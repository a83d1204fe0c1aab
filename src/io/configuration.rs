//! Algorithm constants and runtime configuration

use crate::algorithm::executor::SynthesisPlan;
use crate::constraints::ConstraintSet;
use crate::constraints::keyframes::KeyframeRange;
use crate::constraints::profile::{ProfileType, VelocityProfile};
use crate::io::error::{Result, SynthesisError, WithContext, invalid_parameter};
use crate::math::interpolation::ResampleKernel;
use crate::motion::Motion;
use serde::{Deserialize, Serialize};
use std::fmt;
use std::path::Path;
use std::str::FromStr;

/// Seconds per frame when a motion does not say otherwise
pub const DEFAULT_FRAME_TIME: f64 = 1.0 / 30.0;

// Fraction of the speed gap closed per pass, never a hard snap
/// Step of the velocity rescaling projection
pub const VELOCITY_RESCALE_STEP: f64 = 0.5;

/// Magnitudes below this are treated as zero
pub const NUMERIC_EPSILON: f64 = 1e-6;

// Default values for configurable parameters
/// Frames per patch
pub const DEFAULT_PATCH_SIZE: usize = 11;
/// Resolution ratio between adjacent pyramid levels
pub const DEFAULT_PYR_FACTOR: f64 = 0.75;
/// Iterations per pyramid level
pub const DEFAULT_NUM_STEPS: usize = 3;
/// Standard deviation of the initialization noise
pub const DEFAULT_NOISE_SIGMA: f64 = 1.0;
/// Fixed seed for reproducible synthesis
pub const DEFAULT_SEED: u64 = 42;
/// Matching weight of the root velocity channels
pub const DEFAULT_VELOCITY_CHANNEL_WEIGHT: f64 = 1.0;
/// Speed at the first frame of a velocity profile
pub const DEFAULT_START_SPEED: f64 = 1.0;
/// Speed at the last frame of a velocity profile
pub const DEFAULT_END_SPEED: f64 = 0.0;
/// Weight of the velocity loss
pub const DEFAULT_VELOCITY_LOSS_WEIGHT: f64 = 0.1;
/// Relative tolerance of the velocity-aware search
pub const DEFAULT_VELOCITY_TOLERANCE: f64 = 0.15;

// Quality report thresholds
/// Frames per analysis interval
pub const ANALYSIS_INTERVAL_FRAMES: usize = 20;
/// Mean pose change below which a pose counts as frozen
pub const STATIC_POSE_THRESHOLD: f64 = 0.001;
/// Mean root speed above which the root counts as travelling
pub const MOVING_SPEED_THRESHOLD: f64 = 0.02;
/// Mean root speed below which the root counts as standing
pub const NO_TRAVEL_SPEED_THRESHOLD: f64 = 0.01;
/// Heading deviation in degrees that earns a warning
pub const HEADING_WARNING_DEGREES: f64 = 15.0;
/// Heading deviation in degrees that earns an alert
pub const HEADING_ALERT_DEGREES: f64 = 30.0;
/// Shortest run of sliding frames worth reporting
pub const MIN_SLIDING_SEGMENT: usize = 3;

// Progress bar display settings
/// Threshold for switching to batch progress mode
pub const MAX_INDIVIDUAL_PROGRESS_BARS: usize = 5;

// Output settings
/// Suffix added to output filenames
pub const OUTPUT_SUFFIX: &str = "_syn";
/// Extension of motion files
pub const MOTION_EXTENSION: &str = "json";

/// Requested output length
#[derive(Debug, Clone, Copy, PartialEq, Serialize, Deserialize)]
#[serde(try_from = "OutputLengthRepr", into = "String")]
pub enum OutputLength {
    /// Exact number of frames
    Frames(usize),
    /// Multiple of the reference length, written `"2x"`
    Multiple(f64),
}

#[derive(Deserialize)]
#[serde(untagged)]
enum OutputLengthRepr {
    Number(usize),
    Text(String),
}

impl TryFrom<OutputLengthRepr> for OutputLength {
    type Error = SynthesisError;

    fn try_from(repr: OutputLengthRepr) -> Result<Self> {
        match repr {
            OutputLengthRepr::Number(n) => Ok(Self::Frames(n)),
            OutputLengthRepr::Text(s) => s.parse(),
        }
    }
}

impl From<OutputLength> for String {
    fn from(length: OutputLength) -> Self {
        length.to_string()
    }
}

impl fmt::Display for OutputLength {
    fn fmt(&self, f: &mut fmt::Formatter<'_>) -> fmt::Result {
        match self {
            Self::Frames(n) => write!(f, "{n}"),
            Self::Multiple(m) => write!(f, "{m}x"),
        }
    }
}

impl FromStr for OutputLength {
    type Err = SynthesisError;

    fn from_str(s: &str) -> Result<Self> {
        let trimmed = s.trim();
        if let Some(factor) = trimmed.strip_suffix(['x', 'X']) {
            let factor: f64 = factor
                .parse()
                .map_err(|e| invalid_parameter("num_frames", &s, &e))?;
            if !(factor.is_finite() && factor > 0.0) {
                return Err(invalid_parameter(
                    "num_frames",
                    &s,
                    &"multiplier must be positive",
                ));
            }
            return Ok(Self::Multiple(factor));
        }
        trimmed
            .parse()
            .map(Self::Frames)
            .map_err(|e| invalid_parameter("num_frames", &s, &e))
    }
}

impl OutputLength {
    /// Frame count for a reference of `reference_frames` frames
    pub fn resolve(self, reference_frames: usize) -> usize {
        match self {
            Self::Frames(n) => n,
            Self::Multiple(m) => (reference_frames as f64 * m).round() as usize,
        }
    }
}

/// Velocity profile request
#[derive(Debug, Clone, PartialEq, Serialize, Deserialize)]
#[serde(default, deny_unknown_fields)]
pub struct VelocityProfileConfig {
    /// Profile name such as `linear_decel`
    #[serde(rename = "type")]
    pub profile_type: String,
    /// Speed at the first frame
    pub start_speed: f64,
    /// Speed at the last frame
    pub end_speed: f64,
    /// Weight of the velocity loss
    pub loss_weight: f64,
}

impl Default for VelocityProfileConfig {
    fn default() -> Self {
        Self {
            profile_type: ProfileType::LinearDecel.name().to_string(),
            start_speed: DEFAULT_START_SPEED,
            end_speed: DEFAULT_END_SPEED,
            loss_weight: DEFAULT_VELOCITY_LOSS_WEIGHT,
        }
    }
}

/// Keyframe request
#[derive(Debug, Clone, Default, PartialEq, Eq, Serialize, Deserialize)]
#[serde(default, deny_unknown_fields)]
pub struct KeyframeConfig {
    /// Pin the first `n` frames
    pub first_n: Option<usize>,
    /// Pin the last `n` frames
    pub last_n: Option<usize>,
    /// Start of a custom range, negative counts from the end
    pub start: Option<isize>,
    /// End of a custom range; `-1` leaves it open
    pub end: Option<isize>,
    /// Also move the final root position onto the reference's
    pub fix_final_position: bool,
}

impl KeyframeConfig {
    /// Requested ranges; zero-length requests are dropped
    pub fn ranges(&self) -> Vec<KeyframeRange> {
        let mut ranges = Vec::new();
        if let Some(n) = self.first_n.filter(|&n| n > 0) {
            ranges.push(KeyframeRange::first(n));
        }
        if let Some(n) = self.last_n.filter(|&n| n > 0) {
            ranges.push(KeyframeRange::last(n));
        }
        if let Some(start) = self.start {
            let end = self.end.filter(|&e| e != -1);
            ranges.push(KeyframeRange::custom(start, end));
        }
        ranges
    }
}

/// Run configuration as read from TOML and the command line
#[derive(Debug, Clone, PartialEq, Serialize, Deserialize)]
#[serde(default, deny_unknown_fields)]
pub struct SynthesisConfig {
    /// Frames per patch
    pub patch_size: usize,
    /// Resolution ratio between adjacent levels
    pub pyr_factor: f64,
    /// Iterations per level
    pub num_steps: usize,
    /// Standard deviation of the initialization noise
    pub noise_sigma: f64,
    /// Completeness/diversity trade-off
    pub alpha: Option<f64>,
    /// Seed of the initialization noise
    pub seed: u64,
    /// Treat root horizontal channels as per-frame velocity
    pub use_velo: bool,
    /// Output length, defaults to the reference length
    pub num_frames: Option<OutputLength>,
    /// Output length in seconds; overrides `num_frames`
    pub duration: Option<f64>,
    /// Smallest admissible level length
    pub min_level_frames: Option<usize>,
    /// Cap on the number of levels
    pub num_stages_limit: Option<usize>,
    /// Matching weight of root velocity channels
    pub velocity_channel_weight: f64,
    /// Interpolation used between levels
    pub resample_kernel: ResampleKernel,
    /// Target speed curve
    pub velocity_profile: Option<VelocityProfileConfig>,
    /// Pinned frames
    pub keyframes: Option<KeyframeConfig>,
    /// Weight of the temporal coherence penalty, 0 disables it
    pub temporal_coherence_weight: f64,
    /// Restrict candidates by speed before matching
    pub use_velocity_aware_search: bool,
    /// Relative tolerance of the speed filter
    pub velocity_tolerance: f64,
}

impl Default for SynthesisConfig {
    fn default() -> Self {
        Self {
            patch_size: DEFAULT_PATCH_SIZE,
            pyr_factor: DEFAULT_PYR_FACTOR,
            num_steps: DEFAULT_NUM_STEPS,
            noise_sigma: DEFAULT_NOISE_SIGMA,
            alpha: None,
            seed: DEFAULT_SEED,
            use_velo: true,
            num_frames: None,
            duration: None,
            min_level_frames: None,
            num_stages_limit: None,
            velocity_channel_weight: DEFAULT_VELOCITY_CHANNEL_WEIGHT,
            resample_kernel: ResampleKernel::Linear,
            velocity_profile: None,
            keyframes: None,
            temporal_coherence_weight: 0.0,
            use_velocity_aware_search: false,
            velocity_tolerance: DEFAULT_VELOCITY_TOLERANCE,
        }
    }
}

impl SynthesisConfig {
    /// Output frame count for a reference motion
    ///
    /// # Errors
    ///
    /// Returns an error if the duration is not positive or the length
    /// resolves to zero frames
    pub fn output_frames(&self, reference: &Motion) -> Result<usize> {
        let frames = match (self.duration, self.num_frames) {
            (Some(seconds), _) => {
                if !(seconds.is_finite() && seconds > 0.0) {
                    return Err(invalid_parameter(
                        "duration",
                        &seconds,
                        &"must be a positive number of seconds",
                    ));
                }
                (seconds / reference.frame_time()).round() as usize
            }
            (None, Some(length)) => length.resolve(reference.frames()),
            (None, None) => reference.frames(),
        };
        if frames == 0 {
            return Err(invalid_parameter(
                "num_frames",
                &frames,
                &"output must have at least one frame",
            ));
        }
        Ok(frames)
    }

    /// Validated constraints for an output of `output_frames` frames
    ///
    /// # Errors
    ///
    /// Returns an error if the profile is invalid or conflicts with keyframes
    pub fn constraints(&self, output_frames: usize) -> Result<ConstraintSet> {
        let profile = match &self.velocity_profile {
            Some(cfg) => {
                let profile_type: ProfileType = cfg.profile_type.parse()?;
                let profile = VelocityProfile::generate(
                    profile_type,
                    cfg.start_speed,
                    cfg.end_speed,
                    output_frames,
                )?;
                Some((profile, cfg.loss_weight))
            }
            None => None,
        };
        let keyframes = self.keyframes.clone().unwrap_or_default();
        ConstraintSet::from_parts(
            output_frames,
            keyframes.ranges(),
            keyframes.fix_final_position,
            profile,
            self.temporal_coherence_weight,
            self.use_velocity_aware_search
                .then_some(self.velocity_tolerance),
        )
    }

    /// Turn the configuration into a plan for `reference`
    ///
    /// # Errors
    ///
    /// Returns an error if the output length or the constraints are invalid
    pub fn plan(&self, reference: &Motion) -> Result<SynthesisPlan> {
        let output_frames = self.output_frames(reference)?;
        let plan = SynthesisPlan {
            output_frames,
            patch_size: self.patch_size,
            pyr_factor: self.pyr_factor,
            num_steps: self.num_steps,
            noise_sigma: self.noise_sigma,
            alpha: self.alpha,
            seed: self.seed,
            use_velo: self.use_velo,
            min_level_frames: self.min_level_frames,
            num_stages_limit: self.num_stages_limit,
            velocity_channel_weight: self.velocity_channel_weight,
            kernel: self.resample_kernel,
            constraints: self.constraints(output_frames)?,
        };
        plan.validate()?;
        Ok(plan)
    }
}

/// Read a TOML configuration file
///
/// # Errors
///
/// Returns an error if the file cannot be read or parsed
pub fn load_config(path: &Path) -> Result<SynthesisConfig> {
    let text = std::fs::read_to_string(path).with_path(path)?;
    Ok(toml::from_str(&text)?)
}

********

Looking at the material above, count the lines that carry the word "must" and answer with the count alone.

3